Los colores acompañan a estos puntos de lectura a lo largo de la ciudad: los azules, las formas irreconocibles, las figuras que chapotean en la imaginación del lector y lo zarandean hasta llevarlo al límite de lo cognitivo. La ausencia de lectura en un país con tanta presencia de buenos escritores se hace menos palpable con este proyecto que ha tenido influencia en la sociedad colombiana desde su inicio.
Rocío Martín, coordinadora del programa y miembro de Fundalectura, la organización que lo impulsa, cuenta a Yorokobu que «desde que se trató de involucrar el paisaje urbano en la lectura, son los niños entre 7 y 12 años quienes aprovechan más esta oportunidad. Los padres, sin embargo, se excusan diciendo que no tienen tiempo».
Además de este proyecto, Fundalectura tiene otros métodos para establecer la lectura en la sociedad. «También tenemos un servicio de préstamo de libros en hospitales y lectura en voz alta para aquellos enfermos que no pueden leer».
Los Paraderos Paralibros Paraparques no sólo se encuentran en Bogotá. Otras ciudades como Cali, la zona del eje cafetero o el departamento de Antioquía también cuentan con este servicio. Como si surgiese un nuevo elemento cercano a lo irreal, en la conversación con Rocío aparece un burro en la boca de la responsable del proyecto.
«En la ciudad puede ser algo más fácil. En Gloria Magdalena, al norte del país, hay un hombre que lleva libros en dos burros a las aldeas de los campesinos». Se trata del profesor Luis Soriano y los burros Alfa y Beto que llevan libros a los niños de una de las zonas más afectadas por la violencia en Colombia.
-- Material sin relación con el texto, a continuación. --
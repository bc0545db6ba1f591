// AttitudeWatch - Button Input Manager
//
// Debounced handler for the three buttons.  A press followed by a release
// emits one single click into the UI channel.  Designed to be polled at
// ~100 Hz from the UI task; pin reads happen in the caller so the state
// machine runs anywhere.

use std::sync::mpsc::Sender;
use std::time::{Duration, Instant};

use crate::config::*;
use crate::events::{ButtonId, HostEvent};

#[derive(Debug, Clone, Copy)]
struct Debouncer {
    last_raw: bool,
    last_debounce: Instant,
    button_down: bool,
}

impl Debouncer {
    fn new(now: Instant) -> Self {
        Self {
            last_raw: false,
            last_debounce: now,
            button_down: false,
        }
    }

    /// Feed the raw level (`true` = pressed).  Returns `true` on the
    /// debounced release that completes a click.
    fn update(&mut self, pressed: bool, now: Instant) -> bool {
        if pressed != self.last_raw {
            self.last_debounce = now;
        }
        self.last_raw = pressed;

        if now.duration_since(self.last_debounce) < Duration::from_millis(DEBOUNCE_MS) {
            // Signal still bouncing - wait.
            return false;
        }

        if pressed && !self.button_down {
            self.button_down = true;
        } else if !pressed && self.button_down {
            self.button_down = false;
            return true;
        }
        false
    }
}

pub struct InputManager {
    buttons: [Debouncer; 3],
    ui_tx: Sender<HostEvent>,
}

impl InputManager {
    pub fn new(ui_tx: Sender<HostEvent>) -> Self {
        let now = Instant::now();
        Self {
            buttons: [Debouncer::new(now); 3],
            ui_tx,
        }
    }

    /// Call every ~10 ms with the raw levels, indexed by `ButtonId::index`.
    pub fn update(&mut self, pressed: [bool; 3], now: Instant) {
        for button in ButtonId::ALL {
            let i = button.index();
            if self.buttons[i].update(pressed[i], now) {
                let _ = self.ui_tx.send(HostEvent::Click(button));
            }
        }
    }
}

#[cfg(test)]
mod tests {
    use super::*;
    use std::sync::mpsc;

    fn ms(t0: Instant, n: u64) -> Instant {
        t0 + Duration::from_millis(n)
    }

    #[test]
    fn clean_press_and_release_clicks_once() {
        let (tx, rx) = mpsc::channel();
        let mut input = InputManager::new(tx);
        let t0 = Instant::now();

        let mut t = 0;
        while t <= 200 {
            let down = (20..120).contains(&t);
            input.update([false, down, false], ms(t0, t));
            t += 10;
        }
        let events: Vec<_> = rx.try_iter().collect();
        assert_eq!(events, vec![HostEvent::Click(ButtonId::Up)]);
    }

    #[test]
    fn bounce_shorter_than_debounce_is_ignored() {
        let (tx, rx) = mpsc::channel();
        let mut input = InputManager::new(tx);
        let t0 = Instant::now();

        for t in (0..300).step_by(10) {
            // 20 ms glitch on Select only
            let glitch = (100..120).contains(&t);
            input.update([glitch, false, false], ms(t0, t));
        }
        assert!(rx.try_recv().is_err());
    }

    #[test]
    fn buttons_are_independent() {
        let (tx, rx) = mpsc::channel();
        let mut input = InputManager::new(tx);
        let t0 = Instant::now();

        for t in (0..400).step_by(10) {
            let select = (0..100).contains(&t);
            let down = (150..260).contains(&t);
            input.update([select, false, down], ms(t0, t));
        }
        let events: Vec<_> = rx.try_iter().collect();
        assert_eq!(
            events,
            vec![HostEvent::Click(ButtonId::Select), HostEvent::Click(ButtonId::Down)]
        );
    }
}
De repente, cuando me alejo, me parece ver pasar uno de esos burros frente a la caseta de lectura. Es amarillo y todos los niños del parque salen a saludarlo. Cuando giro la cabeza por el claxon de uno de los coches que me recuerdan que sigo en Bogotá, el burro ya se ha ido. Y me queda la impresión de que una pequeña dosis del realismo mágico de este país está protegida por este proyecto ambicioso y algo utópico.